-------- DATASET ENTRIES --------

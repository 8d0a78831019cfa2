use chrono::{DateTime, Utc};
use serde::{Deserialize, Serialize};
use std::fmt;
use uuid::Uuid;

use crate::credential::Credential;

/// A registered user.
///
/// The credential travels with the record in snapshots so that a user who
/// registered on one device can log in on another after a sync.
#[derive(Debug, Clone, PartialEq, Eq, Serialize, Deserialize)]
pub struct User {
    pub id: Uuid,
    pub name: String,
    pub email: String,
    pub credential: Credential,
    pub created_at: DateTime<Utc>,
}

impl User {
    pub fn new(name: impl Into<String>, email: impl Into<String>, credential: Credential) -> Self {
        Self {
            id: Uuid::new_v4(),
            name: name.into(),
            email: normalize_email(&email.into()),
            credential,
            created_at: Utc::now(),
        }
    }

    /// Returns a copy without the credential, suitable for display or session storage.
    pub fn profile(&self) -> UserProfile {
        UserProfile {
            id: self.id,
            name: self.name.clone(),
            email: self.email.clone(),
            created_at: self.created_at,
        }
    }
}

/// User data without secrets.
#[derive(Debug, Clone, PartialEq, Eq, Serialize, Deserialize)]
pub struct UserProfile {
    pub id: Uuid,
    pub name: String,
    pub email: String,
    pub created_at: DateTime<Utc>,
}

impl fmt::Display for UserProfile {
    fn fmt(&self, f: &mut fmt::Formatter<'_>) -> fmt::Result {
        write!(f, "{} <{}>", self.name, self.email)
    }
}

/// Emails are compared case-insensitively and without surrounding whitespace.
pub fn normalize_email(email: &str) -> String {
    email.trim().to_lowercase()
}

--------
-------- DATASET ENTRIES --------

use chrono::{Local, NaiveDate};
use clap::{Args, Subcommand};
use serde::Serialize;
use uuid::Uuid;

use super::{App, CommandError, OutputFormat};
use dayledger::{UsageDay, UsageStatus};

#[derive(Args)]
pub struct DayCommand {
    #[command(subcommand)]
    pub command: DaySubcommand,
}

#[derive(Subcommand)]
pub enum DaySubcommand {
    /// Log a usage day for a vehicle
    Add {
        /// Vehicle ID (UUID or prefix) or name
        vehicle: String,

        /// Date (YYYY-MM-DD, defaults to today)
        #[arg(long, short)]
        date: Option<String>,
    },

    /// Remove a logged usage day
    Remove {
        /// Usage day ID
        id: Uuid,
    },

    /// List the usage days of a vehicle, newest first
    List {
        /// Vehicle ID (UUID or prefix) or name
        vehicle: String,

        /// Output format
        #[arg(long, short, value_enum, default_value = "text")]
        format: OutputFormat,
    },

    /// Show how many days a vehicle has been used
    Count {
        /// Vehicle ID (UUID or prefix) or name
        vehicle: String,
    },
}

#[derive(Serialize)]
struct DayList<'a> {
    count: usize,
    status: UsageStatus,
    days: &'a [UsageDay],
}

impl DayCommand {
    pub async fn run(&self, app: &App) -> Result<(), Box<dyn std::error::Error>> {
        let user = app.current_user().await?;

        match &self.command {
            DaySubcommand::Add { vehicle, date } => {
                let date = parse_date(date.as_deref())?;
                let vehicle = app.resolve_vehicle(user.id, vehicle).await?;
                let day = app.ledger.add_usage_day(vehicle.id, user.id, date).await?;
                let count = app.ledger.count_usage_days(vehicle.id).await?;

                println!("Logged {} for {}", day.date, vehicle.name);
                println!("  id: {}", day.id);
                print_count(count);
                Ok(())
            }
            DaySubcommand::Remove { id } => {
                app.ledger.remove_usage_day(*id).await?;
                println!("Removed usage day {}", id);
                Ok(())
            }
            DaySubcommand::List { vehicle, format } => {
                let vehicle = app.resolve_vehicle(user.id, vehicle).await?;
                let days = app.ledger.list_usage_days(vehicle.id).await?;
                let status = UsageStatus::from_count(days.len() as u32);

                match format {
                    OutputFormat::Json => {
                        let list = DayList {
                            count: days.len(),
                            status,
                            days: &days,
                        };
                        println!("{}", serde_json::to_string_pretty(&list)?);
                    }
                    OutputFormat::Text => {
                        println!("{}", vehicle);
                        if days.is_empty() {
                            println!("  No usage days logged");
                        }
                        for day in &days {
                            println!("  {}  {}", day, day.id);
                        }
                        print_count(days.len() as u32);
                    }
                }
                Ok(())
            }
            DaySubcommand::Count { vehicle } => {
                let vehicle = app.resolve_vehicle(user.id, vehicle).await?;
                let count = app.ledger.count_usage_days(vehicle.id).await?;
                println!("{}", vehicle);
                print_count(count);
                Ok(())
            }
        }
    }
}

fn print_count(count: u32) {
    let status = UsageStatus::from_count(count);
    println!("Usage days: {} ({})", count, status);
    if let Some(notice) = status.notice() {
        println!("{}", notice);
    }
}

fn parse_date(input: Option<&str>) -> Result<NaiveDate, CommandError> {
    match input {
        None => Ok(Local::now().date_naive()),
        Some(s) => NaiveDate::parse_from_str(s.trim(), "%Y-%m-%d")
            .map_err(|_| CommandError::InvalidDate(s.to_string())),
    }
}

--------

## [WHAT TO DO]
From the records above, return each line that has the string "DayCommand".

## [WRITTEN RESPONSE]
pub struct DayCommand {
impl DayCommand {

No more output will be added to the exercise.